→ **TASK PROMPT**:
When the line with "let mut close = 100.0_f64;" appears below, start repeating lines exactly, and keep going through the line with "close = (close"; add nothing outside that span.

Stored items
|---|
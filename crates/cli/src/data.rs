//! Candle file loading — TSV/CSV price histories
//!
//! Accepts the usual broker export shapes: a `date, open, high, low, close,
//! volume` table with an optional header row, ISO (`2024-01-31`) or German
//! (`31.01.2024`) dates, and `.` or `,` decimal separators. Malformed rows
//! are dropped with a warning instead of failing the whole file.

use std::fs::File;
use std::io::{BufReader, Read};
use std::path::Path;

use anyhow::{bail, Context, Result};
use chrono::NaiveDate;
use engine::Candle;
use tracing::{debug, info, warn};

fn parse_date(field: &str) -> Option<NaiveDate> {
    NaiveDate::parse_from_str(field, "%Y-%m-%d")
        .or_else(|_| NaiveDate::parse_from_str(field, "%d.%m.%Y"))
        .ok()
}

fn parse_number(field: &str) -> Option<f64> {
    field
        .replace(',', ".")
        .parse::<f64>()
        .ok()
        .filter(|v| v.is_finite())
}

/// Columns: date, open, high, low, close, volume. Volume may be absent.
fn parse_record(record: &csv::StringRecord) -> Option<Candle> {
    if record.len() < 5 {
        return None;
    }
    let date = parse_date(record.get(0)?)?;
    let open = parse_number(record.get(1)?)?;
    let high = parse_number(record.get(2)?)?;
    let low = parse_number(record.get(3)?)?;
    let close = parse_number(record.get(4)?)?;
    let volume = record.get(5).and_then(parse_number).unwrap_or(0.0);
    Some(Candle {
        date,
        open,
        high,
        low,
        close,
        volume,
    })
}

/// Parse candles from any reader, then sort by date and drop duplicate days.
pub fn read_candles<R: Read>(input: R, delimiter: u8) -> Vec<Candle> {
    let mut reader = csv::ReaderBuilder::new()
        .has_headers(false)
        .flexible(true)
        .trim(csv::Trim::All)
        .delimiter(delimiter)
        .from_reader(input);

    let mut candles = Vec::new();
    let mut dropped = 0usize;
    for (index, record) in reader.records().enumerate() {
        let row = index + 1;
        let record = match record {
            Ok(record) => record,
            Err(error) => {
                warn!(row, %error, "dropped unreadable row");
                dropped += 1;
                continue;
            }
        };
        match parse_record(&record) {
            Some(candle) => candles.push(candle),
            // The first row is usually a header line, skip it quietly
            None if index == 0 => debug!(row, "skipped header row"),
            None => {
                warn!(row, "dropped malformed row");
                dropped += 1;
            }
        }
    }

    candles.sort_by_key(|c| c.date);
    let before = candles.len();
    candles.dedup_by_key(|c| c.date);
    let duplicates = before - candles.len();
    if dropped > 0 || duplicates > 0 {
        warn!(dropped, duplicates, "input rows discarded");
    }
    candles
}

/// Load a candle file, choosing the delimiter from the extension
/// (`.tsv` is tab-separated, everything else comma-separated).
pub fn load_candles(path: &Path) -> Result<Vec<Candle>> {
    let file =
        File::open(path).with_context(|| format!("failed to open {}", path.display()))?;
    let delimiter = match path.extension().and_then(|e| e.to_str()) {
        Some(ext) if ext.eq_ignore_ascii_case("tsv") => b'\t',
        _ => b',',
    };
    let candles = read_candles(BufReader::new(file), delimiter);
    if candles.is_empty() {
        bail!("no parsable candle rows in {}", path.display());
    }
    info!(
        path = %path.display(),
        rows = candles.len(),
        from = %candles[0].date,
        to = %candles[candles.len() - 1].date,
        "candles loaded"
    );
    Ok(candles)
}

/// Short dataset label for report tables, derived from the file name.
pub fn dataset_name(path: &Path) -> String {
    path.file_stem()
        .map(|s| s.to_string_lossy().into_owned())
        .unwrap_or_else(|| path.display().to_string())
}

// ============================================================================
// Tests
// ============================================================================
//! Learned sampling constraints.
//!
//! While a search is running, the leaderboard is periodically mined for
//! structure: parameter ranges that keep producing admitted strategies are
//! narrowed and factors that almost every survivor uses become mandatory.
//! User-locked parameters are constraints too, they just never move.

use std::collections::BTreeMap;

use serde::{Deserialize, Serialize};

use crate::types::{FactorKey, ParameterKey, StrategySettings};

// ============================================================================
// Constants
// ============================================================================

/// Leaderboard entries required before a learning pass draws conclusions
pub const MIN_LEARNING_RESULTS: usize = 5;

/// Share of leaderboard entries that must carry a factor before it is locked
pub const FACTOR_ADOPTION_THRESHOLD: f64 = 0.9;

// ============================================================================
// Types
// ============================================================================

/// Constraint applied to a single parameter when sampling candidates
#[derive(Debug, Clone, Copy, PartialEq, Serialize, Deserialize)]
#[serde(tag = "kind", rename_all = "snake_case")]
pub enum ParamConstraint {
    /// Sample from the full parameter space
    Unconstrained,
    /// Learned band, sample within it
    Range { min: f64, max: f64 },
    /// User-pinned value, never sampled and never re-learned
    Locked { value: f64 },
}

/// Addressable slot inside a [`ConstraintSet`], used for targeted removal
#[derive(Debug, Clone, Copy, PartialEq, Eq, Serialize, Deserialize)]
#[serde(rename_all = "snake_case")]
pub enum ConstraintKey {
    Param(ParameterKey),
    NumFactors,
    LockedFactors,
}

/// The full picture the sampler consults on every draw
#[derive(Debug, Clone, Default, Serialize, Deserialize)]
pub struct ConstraintSet {
    params: BTreeMap<ParameterKey, ParamConstraint>,
    /// Learned bounds on how many factors a candidate should combine
    pub num_factors: Option<(usize, usize)>,
    /// Factors every candidate must include
    pub locked_factors: Vec<FactorKey>,
    /// Completed learning passes
    pub phase: u32,
}

impl ConstraintSet {
    /// Constraint for a parameter, absent entries mean unconstrained
    pub fn get(&self, key: ParameterKey) -> ParamConstraint {
        self.params
            .get(&key)
            .copied()
            .unwrap_or(ParamConstraint::Unconstrained)
    }

    /// Pin a parameter to a fixed value
    pub fn lock(&mut self, key: ParameterKey, value: f64) {
        self.params.insert(key, ParamConstraint::Locked { value });
    }

    pub fn is_locked(&self, key: ParameterKey) -> bool {
        matches!(self.get(key), ParamConstraint::Locked { .. })
    }

    /// Drop one constraint. Learned ranges go back to unconstrained, user
    /// locks stay put. The next learning pass may re-derive what it removed.
    pub fn remove(&mut self, key: ConstraintKey) {
        match key {
            ConstraintKey::Param(param) => {
                if matches!(self.params.get(&param), Some(ParamConstraint::Range { .. })) {
                    self.params.remove(&param);
                }
            }
            ConstraintKey::NumFactors => self.num_factors = None,
            ConstraintKey::LockedFactors => self.locked_factors.clear(),
        }
    }

    /// All parameter constraints currently in force
    pub fn params(&self) -> impl Iterator<Item = (ParameterKey, ParamConstraint)> + '_ {
        self.params.iter().map(|(k, v)| (*k, *v))
    }

    /// Mine the given leaderboard settings for structure. Returns whether
    /// anything was learned; below [`MIN_LEARNING_RESULTS`] entries this is
    /// a no-op.
    pub fn learn_from(&mut self, survivors: &[&StrategySettings]) -> bool {
        if survivors.len() < MIN_LEARNING_RESULTS {
            return false;
        }

        for key in ParameterKey::ALL {
            if self.is_locked(key) {
                continue;
            }
            let mut min = f64::INFINITY;
            let mut max = f64::NEG_INFINITY;
            for settings in survivors {
                let value = key.value_of(settings);
                min = min.min(value);
                max = max.max(value);
            }
            self.params.insert(key, ParamConstraint::Range { min, max });
        }

        let mut min_factors = usize::MAX;
        let mut max_factors = 0usize;
        let mut adoption: BTreeMap<FactorKey, usize> = BTreeMap::new();
        for settings in survivors {
            min_factors = min_factors.min(settings.factors.len());
            max_factors = max_factors.max(settings.factors.len());
            for factor in &settings.factors {
                *adoption.entry(factor.key).or_insert(0) += 1;
            }
        }
        self.num_factors = Some((min_factors, max_factors));

        let threshold = survivors.len() as f64 * FACTOR_ADOPTION_THRESHOLD;
        self.locked_factors = adoption
            .into_iter()
            .filter(|(_, count)| *count as f64 >= threshold)
            .map(|(key, _)| key)
            .collect();

        self.phase += 1;
        true
    }
}

// ============================================================================
// Tests
// ============================================================================
// ============================================================================
// Tests
// ============================================================================

#[cfg(test)]
mod tests {
    use super::*;
    use crate::features::prepare_features;
    use crate::sampler::ParameterRange;
    use crate::types::Candle;
    use chrono::NaiveDate;
    use std::time::Duration;

    fn day(i: usize) -> NaiveDate {
        NaiveDate::from_ymd_opt(2021, 3, 1)
            .unwrap()
            .checked_add_days(chrono::Days::new(i as u64))
            .unwrap()
    }

    /// Uptrending series with enough texture that matches and trades are
    /// easy to find
    fn trending_series() -> Arc<FeatureSeries> {
        let mut candles = Vec::with_capacity(220);
        let mut close = 100.0_f64;
        for d in 0..220usize {
            let pct = match d % 7 {
                0 => 2.1,
                1 => -0.7,
                2 => 1.4,
                3 => -0.3,
                4 => 0.9,
                5 => -1.1,
                _ => 1.8,
            } + d as f64 * 0.002;
            let open = close;
            close = (close * (1.0 + pct / 100.0)).max(1.0);
            candles.push(Candle {
                date: day(d),
                open,
                high: open.max(close) * 1.01,
                low: open.min(close) * 0.99,
                close,
                volume: 1_000.0 + (d * 13 % 500) as f64,
            });
        }
        Arc::new(prepare_features(&candles).unwrap())
    }

    /// Narrow space so candidates trade often and simulations stay cheap
    fn fast_options(seed: u64) -> OptimizerOptions {
        OptimizerOptions {
            space: ParameterSpace {
                pattern_length: ParameterRange::new(1.0, 2.0, 1.0),
                holding_period: ParameterRange::new(1.0, 2.0, 1.0),
                lookback: ParameterRange::new(20.0, 40.0, 1.0),
                tolerance: ParameterRange::new(2.0, 5.0, 1.0),
                min_occurrences: ParameterRange::new(1.0, 3.0, 1.0),
                max_occurrences: ParameterRange::new(50.0, 100.0, 1.0),
                ..ParameterSpace::default()
            },
            capacity: 5,
            workers: Some(2),
            learning_enabled: false,
            seed: Some(seed),
            ..OptimizerOptions::default()
        }
    }

    fn spawn_headless() -> SearchOptimizer {
        let (events, _rx) = mpsc::unbounded_channel();
        SearchOptimizer::spawn(events)
    }

    #[tokio::test]
    async fn test_idle_until_started() {
        let optimizer = spawn_headless();
        let status = optimizer.status().await;
        assert_eq!(status.state, OptimizerState::Idle);
        assert_eq!(status.tested, 0);
        assert!(optimizer.snapshot().await.is_empty());
    }

    #[tokio::test]
    async fn test_lifecycle_transitions() {
        let optimizer = spawn_headless();
        optimizer.start(trending_series(), fast_options(7));
        assert_eq!(optimizer.status().await.state, OptimizerState::Running);

        optimizer.pause();
        assert_eq!(optimizer.status().await.state, OptimizerState::Paused);

        optimizer.resume();
        assert_eq!(optimizer.status().await.state, OptimizerState::Running);

        optimizer.stop();
        let status = optimizer.status().await;
        assert_eq!(status.state, OptimizerState::Idle);
        assert_eq!(status.tested, 0, "stop discards the session counters");
        assert!(optimizer.snapshot().await.is_empty(), "stop clears the leaderboard");
    }

    #[tokio::test]
    async fn test_search_fills_leaderboard() {
        let optimizer = spawn_headless();
        optimizer.start(trending_series(), fast_options(11));
        tokio::time::sleep(Duration::from_millis(600)).await;

        let status = optimizer.status().await;
        assert!(status.tested > 0, "workers should have simulated candidates");
        let snapshot = optimizer.snapshot().await;
        assert!(!snapshot.is_empty(), "trending series must yield admissible strategies");
        assert!(snapshot.len() <= 5, "leaderboard capacity respected");
        for result in &snapshot {
            assert!(result.kpis.trade_count >= 1, "only trading strategies are admitted");
        }
        optimizer.stop();
    }

    #[tokio::test]
    async fn test_start_while_running_is_ignored() {
        let optimizer = spawn_headless();
        optimizer.start(trending_series(), fast_options(3));
        let mut second = fast_options(4);
        second.workers = Some(3);
        optimizer.start(trending_series(), second);

        let status = optimizer.status().await;
        assert_eq!(status.workers, 2, "second start must not replace the live session");
        optimizer.stop();
    }

    #[tokio::test]
    async fn test_clear_results_keeps_session_alive() {
        let optimizer = spawn_headless();
        optimizer.start(trending_series(), fast_options(5));
        tokio::time::sleep(Duration::from_millis(400)).await;
        optimizer.pause();
        assert!(!optimizer.snapshot().await.is_empty());

        optimizer.clear_results();
        let status = optimizer.status().await;
        assert_eq!(status.state, OptimizerState::Paused, "clear must not stop the session");
        assert_eq!(status.tested, 0);
        assert!(optimizer.snapshot().await.is_empty());
        optimizer.stop();
    }

    #[tokio::test]
    async fn test_events_carry_progress() {
        let (events, mut rx) = mpsc::unbounded_channel();
        let optimizer = SearchOptimizer::spawn(events);
        optimizer.start(trending_series(), fast_options(13));

        let mut saw_status = false;
        let mut saw_leaderboard = false;
        let deadline = tokio::time::timeout(Duration::from_secs(5), async {
            while let Some(event) = rx.recv().await {
                match event {
                    OptimizerEvent::Status(_) => saw_status = true,
                    OptimizerEvent::LeaderboardUpdated(entries) if !entries.is_empty() => {
                        saw_leaderboard = true
                    }
                    _ => {}
                }
                if saw_status && saw_leaderboard {
                    break;
                }
            }
        })
        .await;

        assert!(deadline.is_ok(), "expected status and leaderboard events within 5s");
        assert!(saw_status);
        assert!(saw_leaderboard);
        optimizer.stop();
    }

    #[tokio::test]
    async fn test_sort_change_reorders_snapshot() {
        let optimizer = spawn_headless();
        optimizer.start(trending_series(), fast_options(17));
        tokio::time::sleep(Duration::from_millis(500)).await;
        optimizer.pause();

        optimizer.set_sort(SortColumn::TradeCount, SortDirection::Asc);
        let snapshot = optimizer.snapshot().await;
        for pair in snapshot.windows(2) {
            assert!(
                pair[0].kpis.trade_count <= pair[1].kpis.trade_count,
                "snapshot must follow the new sort"
            );
        }
        optimizer.stop();
    }
}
|---|
→ **FINISHED TASK**:
        let mut close = 100.0_f64;
        for d in 0..220usize {
            let pct = match d % 7 {
                0 => 2.1,
                1 => -0.7,
                2 => 1.4,
                3 => -0.3,
                4 => 0.9,
                5 => -1.1,
                _ => 1.8,
            } + d as f64 * 0.002;
            let open = close;
            close = (close * (1.0 + pct / 100.0)).max(1.0);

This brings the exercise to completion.